Ideas, insights and inspirations.

Colleges, and those charged with articulating why institutions matter, seldom lack for words… yet rarely learn to speak their school’s one true voice. Why so?

In my experience, it has to do with how comfortable any of us can be in that stage before sudden insight arrives — in sitting with “not knowing.”

I like what Richard Saul Wurman wrote in his introduction to Information Architects.

You’re supposed to look smart in our society. You are supposed to gain expertise and sell it as the means of moving ahead in your career. That is where the rewards are supposed to come from. Of course, when you sell your expertise, by definition, you’re selling from a limited repertoire. However, when you sell your ignorance, when you sell your desire to learn about something, when you sell your desire to create paths to knowledge, when you sell your curiosity — you sell from a bucket with an infinitely deep bottom.

My bucket grew deeper and wider by the mile as a kid — thanks to the good fortune of having a Trailways bus driver for a dad.

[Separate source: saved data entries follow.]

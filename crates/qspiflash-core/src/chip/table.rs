//! Known QSPI flash devices
//!
//! Entries are matched in order on the exact three JEDEC ID bytes, so when
//! two parts share an ID the first one listed wins.

use super::features::Features;
use super::types::{FlashDevice, JedecId, StatusLayout};

const KIB: u32 = 1024;
const MIB: u32 = 1024 * 1024;

/// GigaDevice GD25Q16C, 2 MiB
pub const GD25Q16C: FlashDevice =
    FlashDevice::new("GD25Q16C", JedecId::new(0xC8, 0x40, 0x15), 2 * MIB)
        .with_timing(5000, 104)
        .with_quad_enable(0x02, StatusLayout::Combined)
        .with_features(Features::QUAD);

/// GigaDevice GD25Q32C, 4 MiB
pub const GD25Q32C: FlashDevice =
    FlashDevice::new("GD25Q32C", JedecId::new(0xC8, 0x40, 0x16), 4 * MIB)
        .with_timing(5000, 104)
        .with_quad_enable(0x02, StatusLayout::Split)
        .with_features(Features::QUAD);

/// GigaDevice GD25Q64C, 8 MiB
pub const GD25Q64C: FlashDevice =
    FlashDevice::new("GD25Q64C", JedecId::new(0xC8, 0x40, 0x17), 8 * MIB)
        .with_timing(5000, 104)
        .with_quad_enable(0x02, StatusLayout::Split)
        .with_features(Features::QUAD);

/// Cypress/Spansion S25FL116K, 2 MiB
pub const S25FL116K: FlashDevice =
    FlashDevice::new("S25FL116K", JedecId::new(0x01, 0x40, 0x15), 2 * MIB)
        .with_timing(10000, 108)
        .with_quad_enable(0x02, StatusLayout::Combined)
        .with_features(Features::FAST_READ.union(Features::QSPI));

/// Cypress/Spansion S25FL216K, 2 MiB
///
/// Answers with the same JEDEC ID as the S25FL116K and is therefore only
/// reachable through a custom table.
pub const S25FL216K: FlashDevice =
    FlashDevice::new("S25FL216K", JedecId::new(0x01, 0x40, 0x15), 2 * MIB)
        .with_timing(10000, 65)
        .with_features(Features::FAST_READ);

/// Winbond W25Q16FW, 2 MiB
pub const W25Q16FW: FlashDevice =
    FlashDevice::new("W25Q16FW", JedecId::new(0xEF, 0x60, 0x15), 2 * MIB)
        .with_timing(5000, 133)
        .with_quad_enable(0x02, StatusLayout::Combined)
        .with_features(Features::QUAD);

/// Winbond W25Q16JV-IQ, 2 MiB
pub const W25Q16JV_IQ: FlashDevice =
    FlashDevice::new("W25Q16JV-IQ", JedecId::new(0xEF, 0x40, 0x15), 2 * MIB)
        .with_timing(5000, 133)
        .with_quad_enable(0x02, StatusLayout::Combined)
        .with_features(Features::QUAD);

/// Winbond W25Q32BV, 4 MiB
pub const W25Q32BV: FlashDevice =
    FlashDevice::new("W25Q32BV", JedecId::new(0xEF, 0x40, 0x16), 4 * MIB)
        .with_timing(10000, 104)
        .with_quad_enable(0x02, StatusLayout::Combined)
        .with_features(Features::FAST_READ.union(Features::QSPI));

/// Winbond W25Q32JV-IM, 4 MiB
pub const W25Q32JV_IM: FlashDevice =
    FlashDevice::new("W25Q32JV-IM", JedecId::new(0xEF, 0x70, 0x16), 4 * MIB)
        .with_timing(5000, 133)
        .with_quad_enable(0x02, StatusLayout::Combined)
        .with_features(Features::QUAD);

/// Winbond W25Q64JV-IQ, 8 MiB
pub const W25Q64JV_IQ: FlashDevice =
    FlashDevice::new("W25Q64JV-IQ", JedecId::new(0xEF, 0x40, 0x17), 8 * MIB)
        .with_timing(5000, 133)
        .with_quad_enable(0x02, StatusLayout::Combined)
        .with_features(Features::QUAD);

/// Winbond W25Q128JV-SQ, 16 MiB
pub const W25Q128JV_SQ: FlashDevice =
    FlashDevice::new("W25Q128JV-SQ", JedecId::new(0xEF, 0x40, 0x18), 16 * MIB)
        .with_timing(5000, 133)
        .with_quad_enable(0x02, StatusLayout::Combined)
        .with_features(Features::QUAD);

/// Macronix MX25R6435F, 8 MiB
///
/// Powers up in low-power mode, limited to 8 MHz.
pub const MX25R6435F: FlashDevice =
    FlashDevice::new("MX25R6435F", JedecId::new(0xC2, 0x28, 0x17), 8 * MIB)
        .with_timing(5000, 8)
        .with_quad_enable(0x40, StatusLayout::SingleByte)
        .with_features(Features::QUAD);

/// Adesto AT25DF081A, 1 MiB
pub const AT25DF081A: FlashDevice =
    FlashDevice::new("AT25DF081A", JedecId::new(0x1F, 0x45, 0x02), MIB)
        .with_timing(10000, 85)
        .with_features(Features::FAST_READ.union(Features::SECTOR_PROTECTION));

/// Adesto AT25SF041, 512 KiB
pub const AT25SF041: FlashDevice =
    FlashDevice::new("AT25SF041", JedecId::new(0x1F, 0x84, 0x01), 512 * KIB)
        .with_timing(10000, 104)
        .with_quad_enable(0x02, StatusLayout::Combined)
        .with_features(Features::FAST_READ.union(Features::QSPI));

/// Every built-in device, in match order
#[cfg(feature = "builtin-devices")]
pub static KNOWN_DEVICES: [FlashDevice; 14] = [
    GD25Q16C,
    GD25Q32C,
    GD25Q64C,
    S25FL116K,
    S25FL216K,
    W25Q16FW,
    W25Q16JV_IQ,
    W25Q32BV,
    W25Q32JV_IM,
    W25Q64JV_IQ,
    W25Q128JV_SQ,
    MX25R6435F,
    AT25DF081A,
    AT25SF041,
];

/// Find the first device in `devices` whose JEDEC ID matches exactly
pub fn find_by_jedec(devices: &[FlashDevice], id: JedecId) -> Option<&FlashDevice> {
    devices.iter().find(|d| d.matches_jedec_id(id))
}

/// Find a built-in device by JEDEC ID
#[cfg(feature = "builtin-devices")]
pub fn find_known(id: JedecId) -> Option<&'static FlashDevice> {
    find_by_jedec(&KNOWN_DEVICES, id)
}
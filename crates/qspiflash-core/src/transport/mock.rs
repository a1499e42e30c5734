//! Recording transport used by the unit tests in this crate

use std::collections::VecDeque;
use std::vec;
use std::vec::Vec;

use crate::error::{Error, Result};
use crate::frame::{encode_request, FrameWord};
use crate::spi::{opcodes, AddressWidth, CachePolicy, DataPhase, TransferRequest};
use crate::transport::QspiTransport;

/// One executed instruction
#[derive(Debug, Clone, PartialEq, Eq)]
pub struct Recorded {
    pub opcode: u8,
    pub address: Option<u32>,
    pub frame: FrameWord,
    pub tx: Vec<u8>,
    pub rx_len: usize,
    pub cache: CachePolicy,
}

/// Answers register reads from canned values and memory reads from a
/// backing buffer; everything else is only recorded.
pub struct MockTransport {
    pub log: Vec<Recorded>,
    pub jedec: [u8; 3],
    pub sr1: u8,
    pub sr2: u8,
    /// Values returned by successive RDSR reads before falling back to `sr1`
    pub sr1_sequence: VecDeque<u8>,
    pub memory: Vec<u8>,
    pub address_width: AddressWidth,
    pub clock_hz: Option<u32>,
    pub delays: Vec<u32>,
    pub fail_opcode: Option<u8>,
}

impl MockTransport {
    pub fn new() -> Self {
        Self {
            log: Vec::new(),
            jedec: [0xC8, 0x40, 0x15],
            sr1: 0,
            sr2: 0,
            sr1_sequence: VecDeque::new(),
            memory: vec![0xFF; 4096],
            address_width: AddressWidth::ThreeByte,
            clock_hz: None,
            delays: Vec::new(),
            fail_opcode: None,
        }
    }

    pub fn opcodes(&self) -> Vec<u8> {
        self.log.iter().map(|r| r.opcode).collect()
    }
}

impl QspiTransport for MockTransport {
    fn execute(&mut self, request: &mut TransferRequest<'_>) -> Result<()> {
        let frame = encode_request(request, self.address_width);
        let opcode = request.instruction.opcode;
        if self.fail_opcode == Some(opcode) {
            return Err(Error::TransferFailed);
        }

        let address = request.instruction.has_address.then_some(request.address);
        let (tx, rx_len) = match &request.data {
            DataPhase::None => (Vec::new(), 0),
            DataPhase::Read(buf) => (Vec::new(), buf.len()),
            DataPhase::Write(data) => (data.to_vec(), 0),
        };
        self.log.push(Recorded {
            opcode,
            address,
            frame,
            tx,
            rx_len,
            cache: request.cache,
        });

        if let DataPhase::Read(buf) = &mut request.data {
            match opcode {
                opcodes::RDID => {
                    for (i, b) in buf.iter_mut().enumerate() {
                        *b = self.jedec[i % 3];
                    }
                }
                opcodes::RDSR => {
                    let value = self.sr1_sequence.pop_front().unwrap_or(self.sr1);
                    buf.fill(value);
                }
                opcodes::RDSR2 => buf.fill(self.sr2),
                _ => {
                    let start = request.address as usize;
                    let end = start + buf.len();
                    if end > self.memory.len() {
                        return Err(Error::AddressOutOfBounds);
                    }
                    buf.copy_from_slice(&self.memory[start..end]);
                }
            }
        }
        Ok(())
    }

    fn address_width(&self) -> AddressWidth {
        self.address_width
    }

    fn set_address_width(&mut self, width: AddressWidth) {
        self.address_width = width;
    }

    fn set_clock_speed(&mut self, hz: u32) -> Result<()> {
        if hz == 0 {
            return Err(Error::InvalidClock);
        }
        self.clock_hz = Some(hz);
        Ok(())
    }

    fn delay_us(&mut self, us: u32) {
        self.delays.push(us);
    }
}
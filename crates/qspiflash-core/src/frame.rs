//! Instruction frame encoder
//!
//! Translates an [`InstructionDescriptor`] into the 32-bit instruction frame
//! word of a QSPI controller. The layout follows the SAMD5x/E5x INSTRFRAME
//! register, which other memory-mapped QSPI controllers mirror closely:
//!
//! | Bits  | Field      |
//! |-------|------------|
//! | 2:0   | WIDTH      |
//! | 4     | INSTREN    |
//! | 5     | ADDREN     |
//! | 6     | OPTCODEEN  |
//! | 7     | DATAEN     |
//! | 9:8   | OPTCODELEN |
//! | 10    | ADDRLEN    |
//! | 13:12 | TFRTYPE    |
//! | 14    | CRMODE     |
//! | 15    | DDREN      |
//! | 20:16 | DUMMYLEN   |

use core::fmt;

use crate::spi::{AddressWidth, InstructionDescriptor, IoMode, TransferRequest, TransferType};

/// Frame register bit definitions
pub mod bits {
    /// I/O width field mask
    pub const WIDTH_MASK: u32 = 0x7;
    /// Instruction phase enable
    pub const INSTREN: u32 = 1 << 4;
    /// Address phase enable
    pub const ADDREN: u32 = 1 << 5;
    /// Option code phase enable
    pub const OPTCODEEN: u32 = 1 << 6;
    /// Data phase enable
    pub const DATAEN: u32 = 1 << 7;
    /// Option code length field shift
    pub const OPTCODELEN_SHIFT: u32 = 8;
    /// Option code length field mask
    pub const OPTCODELEN_MASK: u32 = 0x3 << OPTCODELEN_SHIFT;
    /// 32-bit address length
    pub const ADDRLEN_32: u32 = 1 << 10;
    /// Transfer type field shift
    pub const TFRTYPE_SHIFT: u32 = 12;
    /// Transfer type field mask
    pub const TFRTYPE_MASK: u32 = 0x3 << TFRTYPE_SHIFT;
    /// Continuous read mode
    pub const CRMODE: u32 = 1 << 14;
    /// Double data rate
    pub const DDREN: u32 = 1 << 15;
    /// Dummy cycle count field shift
    pub const DUMMYLEN_SHIFT: u32 = 16;
    /// Dummy cycle count field mask
    pub const DUMMYLEN_MASK: u32 = 0x1F << DUMMYLEN_SHIFT;
}

/// Encoded instruction frame configuration word
#[derive(Clone, Copy, Default, PartialEq, Eq, Hash)]
pub struct FrameWord(u32);

impl FrameWord {
    /// Wrap a raw register value
    pub const fn from_bits(bits: u32) -> Self {
        Self(bits)
    }

    /// Raw register value
    pub const fn bits(&self) -> u32 {
        self.0
    }

    /// Decoded I/O width
    pub const fn io_mode(&self) -> Option<IoMode> {
        IoMode::from_width_code(self.0 & bits::WIDTH_MASK)
    }

    /// Decoded transfer type
    pub const fn transfer_type(&self) -> TransferType {
        TransferType::from_code((self.0 & bits::TFRTYPE_MASK) >> bits::TFRTYPE_SHIFT)
    }

    /// Decoded address width
    pub const fn address_width(&self) -> AddressWidth {
        if self.0 & bits::ADDRLEN_32 != 0 {
            AddressWidth::FourByte
        } else {
            AddressWidth::ThreeByte
        }
    }

    /// Decoded dummy cycle count
    pub const fn dummy_cycles(&self) -> u8 {
        ((self.0 & bits::DUMMYLEN_MASK) >> bits::DUMMYLEN_SHIFT) as u8
    }

    /// Instruction phase enabled
    pub const fn has_instruction(&self) -> bool {
        self.0 & bits::INSTREN != 0
    }

    /// Address phase enabled
    pub const fn has_address(&self) -> bool {
        self.0 & bits::ADDREN != 0
    }

    /// Option code phase enabled
    pub const fn has_option_code(&self) -> bool {
        self.0 & bits::OPTCODEEN != 0
    }

    /// Data phase enabled
    pub const fn has_data(&self) -> bool {
        self.0 & bits::DATAEN != 0
    }

    /// Continuous read mode enabled
    pub const fn continuous_read(&self) -> bool {
        self.0 & bits::CRMODE != 0
    }
}

impl fmt::Debug for FrameWord {
    fn fmt(&self, f: &mut fmt::Formatter<'_>) -> fmt::Result {
        f.debug_struct("FrameWord")
            .field("bits", &format_args!("0x{:08X}", self.0))
            .field("io_mode", &self.io_mode())
            .field("transfer", &self.transfer_type())
            .field("dummy_cycles", &self.dummy_cycles())
            .finish()
    }
}

/// Encode an instruction into a frame word
///
/// `tx_len` is the number of caller-supplied transmit bytes. When it is
/// nonzero a descriptor typed [`TransferType::Read`] is encoded as
/// [`TransferType::Write`]: register writes such as WRSR are issued through
/// generically typed register descriptors and rely on this. Memory-mapped
/// transfer types are never rewritten.
pub fn encode_frame(
    desc: &InstructionDescriptor,
    address_width: AddressWidth,
    tx_len: usize,
) -> FrameWord {
    debug_assert!(desc.dummy_cycles <= 31, "DUMMYLEN is a 5-bit field");

    let mut word = desc.io_mode.width_code() | bits::INSTREN;

    if desc.has_address {
        word |= bits::ADDREN;
    }
    if let Some(option) = desc.option_code {
        word |= bits::OPTCODEEN | (option.len.code() << bits::OPTCODELEN_SHIFT);
    }
    if desc.has_data {
        word |= bits::DATAEN;
    }
    if address_width == AddressWidth::FourByte {
        word |= bits::ADDRLEN_32;
    }
    if desc.continuous_read {
        word |= bits::CRMODE;
    }

    let transfer = match desc.transfer {
        TransferType::Read if tx_len > 0 => TransferType::Write,
        other => other,
    };
    word |= transfer.code() << bits::TFRTYPE_SHIFT;
    word |= ((desc.dummy_cycles as u32) << bits::DUMMYLEN_SHIFT) & bits::DUMMYLEN_MASK;

    FrameWord(word)
}

/// Encode the frame for a complete request
pub fn encode_request(request: &TransferRequest<'_>, address_width: AddressWidth) -> FrameWord {
    encode_frame(&request.instruction, address_width, request.data.tx_len())
}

I logged endless hours waiting in big city bus terminals and truck stops. Not yet a reader and born before hand-held devices, I could choose between boredom and an independent study of human faces, quarrels, accents, quirks and idiosyncrasies.

I have tried, in my adult life, to put these habits to good use —  as a journalist, writer, observer and now as a higher education brand strategist.

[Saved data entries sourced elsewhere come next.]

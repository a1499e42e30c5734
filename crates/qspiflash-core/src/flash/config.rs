//! Flash driver configuration

use crate::error::{Error, Result};
use crate::protocol::PollPolicy;
use crate::spi::{opcodes, AddressWidth};

/// Tunables for [`QspiFlash`](super::QspiFlash)
///
/// The poll policies bound every busy-wait; the defaults sit comfortably
/// above typical datasheet maxima for the parts in the built-in table.
#[derive(Debug, Clone, PartialEq, Eq)]
pub struct FlashConfig {
    /// Address length programmed into instruction frames
    pub address_width: AddressWidth,
    /// SR1 bits that must all be clear for the device to count as ready
    ///
    /// Defaults to WIP | WEL. With WEL in the mask a bare
    /// [`write_enable`](super::QspiFlash::write_enable) leaves the device
    /// "busy" until the latch is consumed or cleared with write-disable.
    pub ready_mask: u8,
    /// Generic ready polling (status reads, before commands)
    pub ready_poll: PollPolicy,
    /// Status register writes
    pub status_write_poll: PollPolicy,
    /// Page program
    pub page_program_poll: PollPolicy,
    /// 4 KiB sector erase
    pub sector_erase_poll: PollPolicy,
    /// 64 KiB block erase
    pub block_erase_poll: PollPolicy,
    /// Chip erase
    pub chip_erase_poll: PollPolicy,
    /// Delay after the reset sequence
    pub reset_settle_us: u32,
    /// Wait the identified part's start-up time before resetting it
    pub wait_start_up: bool,
    /// Use quad page program when the part supports it
    pub quad_writes: bool,
    /// Raise the clock to the part's maximum after identification
    pub clock_ramp: bool,
    /// Upper bound for the clock chosen by `clock_ramp`
    pub max_clock_hz: Option<u32>,
}

impl Default for FlashConfig {
    fn default() -> Self {
        Self {
            address_width: AddressWidth::ThreeByte,
            ready_mask: opcodes::SR1_WIP | opcodes::SR1_WEL,
            ready_poll: PollPolicy::new(10, 100_000),
            status_write_poll: PollPolicy::new(1_000, 500_000),
            page_program_poll: PollPolicy::new(10, 10_000),
            sector_erase_poll: PollPolicy::new(1_000, 2_000_000),
            block_erase_poll: PollPolicy::new(10_000, 4_000_000),
            chip_erase_poll: PollPolicy::new(100_000, 400_000_000),
            reset_settle_us: 30,
            wait_start_up: false,
            quad_writes: true,
            clock_ramp: true,
            max_clock_hz: None,
        }
    }
}

impl FlashConfig {
    /// Create a config with default values
    pub fn new() -> Self {
        Self::default()
    }

    /// Set the address width
    pub fn with_address_width(mut self, width: AddressWidth) -> Self {
        self.address_width = width;
        self
    }

    /// Set the ready mask
    pub fn with_ready_mask(mut self, mask: u8) -> Self {
        self.ready_mask = mask;
        self
    }

    /// Set the reset settle delay
    pub fn with_reset_settle_us(mut self, us: u32) -> Self {
        self.reset_settle_us = us;
        self
    }

    /// Enable or disable quad page program
    pub fn with_quad_writes(mut self, enabled: bool) -> Self {
        self.quad_writes = enabled;
        self
    }

    /// Enable or disable the post-identification clock ramp
    pub fn with_clock_ramp(mut self, enabled: bool) -> Self {
        self.clock_ramp = enabled;
        self
    }

    /// Cap the serial clock
    pub fn with_max_clock_hz(mut self, hz: u32) -> Self {
        self.max_clock_hz = Some(hz);
        self
    }

    /// Wait for the part's start-up time during `begin()`
    pub fn with_wait_start_up(mut self, enabled: bool) -> Self {
        self.wait_start_up = enabled;
        self
    }

    /// Override every poll policy's timeout, keeping the intervals
    pub fn with_timeout_us(mut self, timeout_us: u32) -> Self {
        for policy in [
            &mut self.ready_poll,
            &mut self.status_write_poll,
            &mut self.page_program_poll,
            &mut self.sector_erase_poll,
            &mut self.block_erase_poll,
            &mut self.chip_erase_poll,
        ] {
            policy.timeout_us = timeout_us;
        }
        self
    }

    /// Parse options from key-value pairs
    ///
    /// Supported options:
    /// - `address_width=24|32`
    /// - `ready_mask=<u8>` (decimal or 0x-prefixed hex)
    /// - `quad_writes=on|off`
    /// - `clock_ramp=on|off`
    /// - `wait_start_up=on|off`
    /// - `max_clock_hz=<u32>`
    /// - `reset_settle_us=<u32>`
    /// - `timeout_us=<u32>`
    pub fn from_options(options: &[(&str, &str)]) -> Result<Self> {
        let mut config = Self::default();

        for (key, value) in options {
            match *key {
                "address_width" | "addr" => {
                    let bits = parse_u32(value)?;
                    config.address_width =
                        AddressWidth::from_bits(bits).ok_or(Error::InvalidOption)?;
                }
                "ready_mask" => {
                    config.ready_mask =
                        u8::try_from(parse_u32(value)?).map_err(|_| Error::InvalidOption)?;
                }
                "quad_writes" => config.quad_writes = parse_bool(value)?,
                "clock_ramp" => config.clock_ramp = parse_bool(value)?,
                "wait_start_up" => config.wait_start_up = parse_bool(value)?,
                "max_clock_hz" | "clock" => config.max_clock_hz = Some(parse_u32(value)?),
                "reset_settle_us" => config.reset_settle_us = parse_u32(value)?,
                "timeout_us" => config = config.with_timeout_us(parse_u32(value)?),
                _ => {
                    log::warn!("Unknown flash option: {}={}", key, value);
                }
            }
        }

        Ok(config)
    }
}

fn parse_u32(value: &str) -> Result<u32> {
    let value = value.trim();
    let parsed = match value
        .strip_prefix("0x")
        .or_else(|| value.strip_prefix("0X"))
    {
        Some(hex) => u32::from_str_radix(hex, 16),
        None => value.parse(),
    };
    parsed.map_err(|_| Error::InvalidOption)
}

fn parse_bool(value: &str) -> Result<bool> {
    match value.trim() {
        "1" | "on" | "yes" | "true" => Ok(true),
        "0" | "off" | "no" | "false" => Ok(false),
        _ => Err(Error::InvalidOption),
    }
}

In the early stages of a higher education brand discovery, we sift and swim through reams of enrollment and giving data, alumni appeals, faculty vitae and college publications. At the end of the dive, we resurface on campus and try to wipe our hard drives clean.

Seeing and hearing again for the first time, what in Zen Buddhism is called Shoshin (初心) or “beginner’s mind,” is the essential advantage of approaching a higher education brand challenge as an outsider.

It’s my job to listen, as much to what’s not being said. To gently challenge conventional wisdom. To ask the better question. To identify and collect important details — how biology students pin notes to a favorite professor’s door, or how a cross country coach’s eyes dart between instructing one runner while keeping watch of another.

I’ve learned that waiting on insight is not that different than waiting on a bus connection in towns like Buffalo or Toledo. Great surprises sometimes await amidst the seeming routine or mundane. Life and experience have taught me to relax in the not knowing — often that’s where larger truths can be found.